One hash function described by the paper is sparse byte labeling, which produces 6 bits for each 8-byte word in a cache line. Each bit is set to 0 if the corresponding byte in the word is zero. The lower two bytes of each word are ignored. The idea here is that frequently the upper bytes of a word are zero. If two cache lines have the same byte label, then when you XOR them together the merged cache line will have many zero bytes (i.e., they have low entropy and are thus compressible).

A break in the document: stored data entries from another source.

use alloc::string::{String, ToString};
use core::fmt;
use neurosig_core::Error;

/// Validation errors raised at kernel construction or adapter binding time.
#[derive(Debug, Clone, PartialEq, Eq)]
pub enum ConfigError {
    /// A required input or configuration field is empty.
    EmptyInput {
        /// Name of the argument that is empty.
        arg: &'static str,
    },
    /// A configuration argument value is invalid.
    InvalidArgument {
        /// Name of the argument.
        arg: &'static str,
        /// Human readable reason, quoting the rejected value.
        reason: String,
    },
    /// A contiguous 1D slice view could not be obtained.
    NonContiguous {
        /// Name of the argument that is non-contiguous.
        arg: &'static str,
    },
    /// Output/input lengths did not match required shape.
    LengthMismatch {
        /// Name of the argument.
        arg: &'static str,
        /// Required length.
        expected: usize,
        /// Received length.
        got: usize,
    },
}

impl ConfigError {
    pub(crate) fn invalid(arg: &'static str, reason: impl Into<String>) -> Self {
        ConfigError::InvalidArgument {
            arg,
            reason: reason.into(),
        }
    }
}

impl fmt::Display for ConfigError {
    fn fmt(&self, f: &mut fmt::Formatter<'_>) -> fmt::Result {
        match self {
            ConfigError::EmptyInput { arg } => write!(f, "Input `{arg}` was empty."),
            ConfigError::InvalidArgument { arg, reason } => {
                write!(f, "Invalid argument `{arg}`: {reason}")
            }
            ConfigError::NonContiguous { arg } => {
                write!(f, "Argument `{arg}` is not contiguous in memory.")
            }
            ConfigError::LengthMismatch { arg, expected, got } => {
                write!(
                    f,
                    "Length mismatch on `{arg}`. Expected {expected}, got {got}."
                )
            }
        }
    }
}

impl core::error::Error for ConfigError {}

impl From<ConfigError> for Error {
    fn from(value: ConfigError) -> Self {
        match value {
            ConfigError::EmptyInput { arg } => Error::invalid_arg(arg, "input was empty"),
            ConfigError::InvalidArgument { arg, reason } => Error::invalid_arg(arg, reason),
            ConfigError::NonContiguous { arg } => {
                Error::invalid_arg(arg, "array is not contiguous in memory")
            }
            ConfigError::LengthMismatch { arg, expected, got } => Error::invalid_arg(
                arg,
                alloc::format!("expected length {expected}, got {got}"),
            ),
        }
    }
}

/// Runtime execution invariant violations for checked kernel entrypoints.
#[derive(Debug, Clone, PartialEq, Eq)]
pub enum ExecInvariantViolation {
    /// An execution precondition was violated.
    InvalidState {
        /// Human readable reason.
        reason: &'static str,
    },
    /// Output length mismatched the expected runtime shape.
    LengthMismatch {
        /// Name of the argument.
        arg: &'static str,
        /// Required length.
        expected: usize,
        /// Received length.
        got: usize,
    },
    /// Adapter binding/configuration failure.
    Config(ConfigError),
    /// The underlying numeric routine failed.
    Numeric(Error),
}

impl From<ConfigError> for ExecInvariantViolation {
    fn from(value: ConfigError) -> Self {
        Self::Config(value)
    }
}

impl From<Error> for ExecInvariantViolation {
    fn from(value: Error) -> Self {
        Self::Numeric(value)
    }
}

impl From<ExecInvariantViolation> for Error {
    fn from(value: ExecInvariantViolation) -> Self {
        match value {
            ExecInvariantViolation::Config(err) => err.into(),
            ExecInvariantViolation::Numeric(err) => err,
            other => Error::ExecInvariantViolation {
                reason: other.to_string(),
            },
        }
    }
}

impl fmt::Display for ExecInvariantViolation {
    fn fmt(&self, f: &mut fmt::Formatter<'_>) -> fmt::Result {
        match self {
            ExecInvariantViolation::InvalidState { reason } => {
                write!(f, "Execution invariant violation: {reason}")
            }
            ExecInvariantViolation::LengthMismatch { arg, expected, got } => {
                write!(
                    f,
                    "Execution length mismatch on `{arg}`. Expected {expected}, got {got}."
                )
            }
            ExecInvariantViolation::Config(err) => write!(f, "{err}"),
            ExecInvariantViolation::Numeric(err) => write!(f, "{err}"),
        }
    }
}

impl core::error::Error for ExecInvariantViolation {}

#[cfg(test)]
mod tests {
    use super::*;

    #[test]
    fn config_errors_keep_their_argument_name() {
        let err: Error = ConfigError::invalid("order", "must be >= 1, got 0").into();
        assert_eq!(err, Error::invalid_arg("order", "must be >= 1, got 0"));

        let err: Error =
            ExecInvariantViolation::Config(ConfigError::EmptyInput { arg: "x" }).into();
        assert!(matches!(err, Error::InvalidArg { ref arg, .. } if arg == "x"));
    }

    #[test]
    fn numeric_errors_pass_through() {
        let inner = Error::design_failure("pole outside the unit circle");
        let err: Error = ExecInvariantViolation::from(inner.clone()).into();
        assert_eq!(err, inner);
    }

    #[test]
    fn runtime_violations_become_exec_errors() {
        let err: Error = ExecInvariantViolation::LengthMismatch {
            arg: "out",
            expected: 4,
            got: 3,
        }
        .into();
        assert!(matches!(err, Error::ExecInvariantViolation { .. }));
    }
}
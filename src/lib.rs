#![deny(missing_docs)]

//! A solver for the assignment problem and, more generally, for
//! maximum-weight matching in a weighted bipartite graph.
//!
//! Given non-negative integer edge weights between a left vertex set
//! `L` and a right vertex set `R`, this crate returns a matching of
//! maximum total weight, exposed through two entry points:
//!
//! - [`solve_assignment`]: minimum-cost assignment over a dense cost
//!   matrix.
//! - [`solve_matching`]: maximum-weight matching over a sparse
//!   adjacency list.
//!
//! Both entry points share the same pipeline: a graph builder converts
//! the input into a CSR edge store, retaining only the top-K
//! highest-weighted outgoing edges per left vertex (via
//! [`quickselect`]); a primal-dual matching engine runs a
//! breadth-first augmenting-path search over that store, maintaining
//! vertex potentials and slack; and, for the cost-matrix entry point, a
//! result adapter reverses any internal transposition and recomputes
//! the true cost from the original matrix.
//!
//! The engine is single-threaded and fully synchronous: every call
//! owns its scratch state and releases it on return, with no
//! process-wide state surviving between calls.

pub extern crate num_traits;

mod assignment;
mod builder;
mod engine;
mod error;
mod graph;
mod matching;
mod matrix;
#[cfg(test)]
mod oracle;
mod quickselect;
mod result;

pub use assignment::solve_assignment;
pub use builder::Weight;
pub use error::MatchingError;
pub use matching::solve_matching;
pub use result::Matching;
//! Errors returned by the two entry points.

/// Invalid-argument errors detected by the adapters before the matching
/// engine is entered.
///
/// Internal invariants that should never fire (feasibility, tightness)
/// are asserted with `debug_assert!` inside the engine instead of being
/// represented here; they denote a bug in this crate, not a caller
/// mistake.
#[derive(Debug, Clone, Copy, PartialEq, Eq, thiserror::Error)]
pub enum MatchingError {
    /// The cost matrix had zero rows or zero columns.
    #[error("cost matrix must have at least one row and one column")]
    EmptyCostMatrix,

    /// The adjacency-list input had `|L| == 0` or `|R| == 0`.
    #[error("left and right vertex sets must both be non-empty")]
    EmptyVertexSet,

    /// An adjacency-list entry referenced a right vertex outside `0..num_right`.
    #[error("edge from left vertex {left} references right vertex {right}, out of range for {num_right} right vertices")]
    OutOfRangeEndpoint {
        /// Left vertex whose edge list contains the offending entry.
        left: usize,
        /// The out-of-range right-vertex index.
        right: usize,
        /// The number of right vertices declared by the caller.
        num_right: usize,
    },
}
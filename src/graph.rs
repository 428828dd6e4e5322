//! CSR-style edge store produced by the graph builder and consumed by
//! the matching engine.

use crate::quickselect::EdgeCandidate;

/// Flat, cache-friendly adjacency store for the left vertex set: three
/// parallel arrays rather than a vector of per-vertex vectors.
///
/// `edge_to[row_off[l]..row_off[l + 1]]` and
/// `edge_w[row_off[l]..row_off[l + 1]]` give the (right-vertex, weight)
/// pairs retained for left vertex `l`.
pub(crate) struct CsrGraph<C> {
    edge_to: Vec<usize>,
    edge_w: Vec<C>,
    row_off: Vec<usize>,
    num_right: usize,
}

impl<C: Copy> CsrGraph<C> {
    /// Number of left vertices.
    pub(crate) fn num_left(&self) -> usize {
        self.row_off.len() - 1
    }

    /// Number of right vertices the store was built against.
    pub(crate) fn num_right(&self) -> usize {
        self.num_right
    }

    /// Retained outgoing edges of left vertex `l`, as `(right, weight)` pairs.
    pub(crate) fn neighbors(&self, l: usize) -> impl Iterator<Item = (usize, C)> + '_ {
        let range = self.row_off[l]..self.row_off[l + 1];
        self.edge_to[range.clone()]
            .iter()
            .copied()
            .zip(self.edge_w[range].iter().copied())
    }
}

/// Accumulates rows of retained edges into the three parallel CSR arrays.
pub(crate) struct CsrGraphBuilder<C> {
    edge_to: Vec<usize>,
    edge_w: Vec<C>,
    row_off: Vec<usize>,
    num_right: usize,
}

impl<C> CsrGraphBuilder<C> {
    pub(crate) fn with_capacity(num_left: usize, num_right: usize, edge_capacity: usize) -> Self {
        let mut row_off = Vec::with_capacity(num_left + 1);
        row_off.push(0);
        CsrGraphBuilder {
            edge_to: Vec::with_capacity(edge_capacity),
            edge_w: Vec::with_capacity(edge_capacity),
            row_off,
            num_right,
        }
    }

    /// Append the (already top-K-retained) edges of the next left vertex.
    pub(crate) fn push_row(&mut self, retained: &[EdgeCandidate<C>])
    where
        C: Copy,
    {
        for edge in retained {
            self.edge_to.push(edge.to);
            self.edge_w.push(edge.weight);
        }
        self.row_off.push(self.edge_to.len());
    }

    pub(crate) fn build(self) -> CsrGraph<C> {
        CsrGraph {
            edge_to: self.edge_to,
            edge_w: self.edge_w,
            row_off: self.row_off,
            num_right: self.num_right,
        }
    }
}
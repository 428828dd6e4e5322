//! A dense, test-only reference solver used to cross-check the CSR
//! engine's objective value, the same way `bertsekas.rs`'s tests cross-
//! check the auction algorithm against `kuhn_munkres`.
//!
//! This is `kuhn_munkres.rs`'s O(n^3) dense Kuhn-Munkres algorithm,
//! trimmed to the minimization direction and restricted to square or
//! wide (`rows <= columns`) matrices, which is all the property tests
//! need. It intentionally does not share any code with the CSR engine
//! in `engine.rs`, so it is a genuine independent check rather than a
//! copy that could share the same bug.

#![cfg(test)]

use crate::builder::Weight;
use crate::matrix::Matrix;
use fixedbitset::FixedBitSet;

/// Minimum-cost assignment over a dense matrix with `rows <= columns`,
/// computed by the classical labeling method (no edge retention, no
/// CSR). Returns the optimal total cost.
pub(crate) fn dense_min_cost<C: Weight>(cost: &Matrix<C>) -> C {
    let nx = cost.rows;
    let ny = cost.columns;
    assert!(nx <= ny, "dense oracle requires rows <= columns");

    let weights: Vec<Vec<C>> = (0..nx)
        .map(|r| (0..ny).map(|c| -cost[&(r, c)]).collect())
        .collect();

    let mut lx: Vec<C> = weights
        .iter()
        .map(|row| row.iter().copied().max().expect("non-empty row"))
        .collect();
    let mut ly = vec![C::zero(); ny];
    let mut xy: Vec<Option<usize>> = vec![None; nx];
    let mut yx: Vec<Option<usize>> = vec![None; ny];

    let mut in_s = FixedBitSet::with_capacity(nx);
    for root in 0..nx {
        in_s.clear();
        let mut alternating: Vec<Option<usize>> = vec![None; ny];
        let mut slack: Vec<C> = (0..ny).map(|y| lx[root] + ly[y] - weights[root][y]).collect();
        let mut slack_x = vec![root; ny];
        in_s.insert(root);

        let mut terminal_y;
        loop {
            let mut delta = None;
            let mut best = (0usize, 0usize);
            for y in 0..ny {
                if alternating[y].is_none() && (delta.is_none() || slack[y] < delta.unwrap()) {
                    delta = Some(slack[y]);
                    best = (slack_x[y], y);
                }
            }
            let delta = delta.expect("free column remains while s is non-empty");
            if delta > C::zero() {
                for x in in_s.ones() {
                    lx[x] = lx[x] - delta;
                }
                for y in 0..ny {
                    if alternating[y].is_some() {
                        ly[y] = ly[y] + delta;
                    } else {
                        slack[y] = slack[y] - delta;
                    }
                }
            }
            let (x, y) = best;
            alternating[y] = Some(x);
            if yx[y].is_none() {
                terminal_y = y;
                break;
            }
            let next_x = yx[y].expect("column is matched");
            in_s.insert(next_x);
            for y in 0..ny {
                if alternating[y].is_none() {
                    let candidate = lx[next_x] + ly[y] - weights[next_x][y];
                    if candidate < slack[y] {
                        slack[y] = candidate;
                        slack_x[y] = next_x;
                    }
                }
            }
        }

        let mut y = Some(terminal_y);
        while let Some(yy) = y {
            let x = alternating[yy].expect("augmenting path node has a predecessor");
            let prev = xy[x];
            yx[yy] = Some(x);
            xy[x] = Some(yy);
            y = prev;
        }
    }

    let negated_total: C = lx.into_iter().fold(C::zero(), |acc, x| acc + x)
        + ly.into_iter().fold(C::zero(), |acc, x| acc + x);
    -negated_total
}

#[cfg(test)]
mod tests {
    use super::*;

    #[test]
    fn matches_known_optimum() {
        let cost = Matrix::from_vec(3, 3, vec![1, 2, 3, 2, 4, 6, 3, 6, 9]);
        assert_eq!(dense_min_cost(&cost), 10);
    }

    #[test]
    fn cranes_example() {
        let cost = Matrix::from_vec(
            4,
            4,
            vec![90, 75, 75, 80, 35, 85, 55, 65, 125, 95, 90, 105, 45, 110, 95, 115],
        );
        assert_eq!(dense_min_cost(&cost), 275);
    }
}
//! Turns a cost matrix or an adjacency list into the CSR edge store the
//! matching engine consumes, applying top-K edge retention along the
//! way.

use crate::error::MatchingError;
use crate::graph::{CsrGraph, CsrGraphBuilder};
use crate::matrix::Matrix;
use crate::quickselect::{retain_top_k, EdgeCandidate};
use num_traits::{Bounded, One, Signed, Zero};

/// Bound set a matching weight type must satisfy, carried over from
/// `kuhn_munkres`'s own `Weights<C>` trait.
pub trait Weight: Copy + Ord + Zero + One + Bounded + Signed {}
impl<T: Copy + Ord + Zero + One + Bounded + Signed> Weight for T {}

/// Build the CSR graph, engine-space (retention-capped) left potentials
/// and the transposition flag from a non-negative integer cost matrix.
///
/// Weights are converted to a maximization problem (`M + 1 - cost`) so
/// the engine, which only ever maximizes, can be shared between both
/// entry points.
pub(crate) fn build_from_cost_matrix<C: Weight>(
    cost: &Matrix<C>,
) -> Result<(CsrGraph<C>, Vec<C>, bool), MatchingError> {
    if cost.rows == 0 || cost.columns == 0 {
        return Err(MatchingError::EmptyCostMatrix);
    }
    let transposed = cost.rows > cost.columns;
    let oriented = if transposed {
        cost.transposed()
    } else {
        cost.clone()
    };
    debug_assert!(oriented.rows <= oriented.columns);

    let max_cost = oriented
        .iter()
        .flat_map(|row: &[C]| row.iter())
        .copied()
        .max()
        .expect("non-empty matrix");
    let bias = max_cost + C::one();

    let k = oriented.rows.min(oriented.columns);
    let mut graph_builder =
        CsrGraphBuilder::with_capacity(oriented.rows, oriented.columns, oriented.rows * k);
    let mut u = Vec::with_capacity(oriented.rows);

    for row in oriented.iter() {
        let mut edges: Vec<EdgeCandidate<C>> = row
            .iter()
            .enumerate()
            .map(|(to, &cost)| EdgeCandidate {
                to,
                weight: bias - cost,
            })
            .collect();
        let row_max = edges
            .iter()
            .map(|e| e.weight)
            .max()
            .expect("row has at least one column");
        u.push(row_max);
        retain_top_k(&mut edges, k);
        edges.truncate(k);
        graph_builder.push_row(&edges);
    }

    Ok((graph_builder.build(), u, transposed))
}

/// Build the CSR graph and initial left potentials from an adjacency
/// list for the maximum-weight matching entry point. No transposition
/// is performed; negative weights are accepted and simply never
/// selected by the search.
pub(crate) fn build_from_adjacency<C: Weight>(
    num_right: usize,
    adjacency: &[Vec<(usize, C)>],
) -> Result<(CsrGraph<C>, Vec<C>), MatchingError> {
    let num_left = adjacency.len();
    if num_left == 0 || num_right == 0 {
        return Err(MatchingError::EmptyVertexSet);
    }
    for (left, edges) in adjacency.iter().enumerate() {
        for &(right, _) in edges {
            if right >= num_right {
                return Err(MatchingError::OutOfRangeEndpoint {
                    left,
                    right,
                    num_right,
                });
            }
        }
    }

    let k = num_left;
    let total_edges: usize = adjacency.iter().map(Vec::len).sum();
    let mut graph_builder =
        CsrGraphBuilder::with_capacity(num_left, num_right, total_edges.min(num_left * k));
    let mut u = Vec::with_capacity(num_left);

    for edges in adjacency {
        let mut candidates: Vec<EdgeCandidate<C>> = edges
            .iter()
            .map(|&(to, weight)| EdgeCandidate { to, weight })
            .collect();
        let row_max = candidates.iter().map(|e| e.weight).max().unwrap_or_else(Zero::zero);
        u.push(row_max);
        retain_top_k(&mut candidates, k);
        candidates.truncate(k);
        graph_builder.push_row(&candidates);
    }

    Ok((graph_builder.build(), u))
}

#[cfg(test)]
mod tests {
    use super::*;

    #[test]
    fn rejects_empty_cost_matrix() {
        let empty = Matrix::<i64>::from_vec(0, 0, vec![]);
        assert_eq!(
            build_from_cost_matrix(&empty).unwrap_err(),
            MatchingError::EmptyCostMatrix
        );
    }

    #[test]
    fn rejects_empty_vertex_sets() {
        assert_eq!(
            build_from_adjacency::<i64>(3, &[]).unwrap_err(),
            MatchingError::EmptyVertexSet
        );
        assert_eq!(
            build_from_adjacency::<i64>(0, &[vec![]]).unwrap_err(),
            MatchingError::EmptyVertexSet
        );
    }

    #[test]
    fn rejects_out_of_range_endpoint() {
        let adjacency = vec![vec![(0_usize, 5_i64)], vec![(3, 1)]];
        assert_eq!(
            build_from_adjacency(2, &adjacency).unwrap_err(),
            MatchingError::OutOfRangeEndpoint {
                left: 1,
                right: 3,
                num_right: 2,
            }
        );
    }

    #[test]
    fn transposes_tall_matrices() {
        let cost = Matrix::from_vec(3, 2, vec![1, 2, 3, 4, 5, 6]);
        let (graph, u, transposed) = build_from_cost_matrix(&cost).unwrap();
        assert!(transposed);
        assert_eq!(graph.num_left(), 2);
        assert_eq!(graph.num_right(), 3);
        assert_eq!(u.len(), 2);
    }
}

The LLC can optimize for this case by storing compressed data in the cache and thus increasing its effective capacity. This paper relies on prior work related to compressed caches. The takeaway is that not only is there a potential 2x savings possible from logically storing two cache lines in one physical location, but there are also further savings in compressing these merged cache lines.
Results
Fig. 13 compares the compression ratio achieved by XOR cache against prior work (taller bars are better). The right-most set of bars show the geometric mean:
Fig. 15 shows performance impacts associated with this scheme:
Dangling Pointers
It seems to me that XOR Cache mostly benefits from cache lines that are rarely written. I wonder if there are ways to predict if a particular cache line is likely to be written in the near future.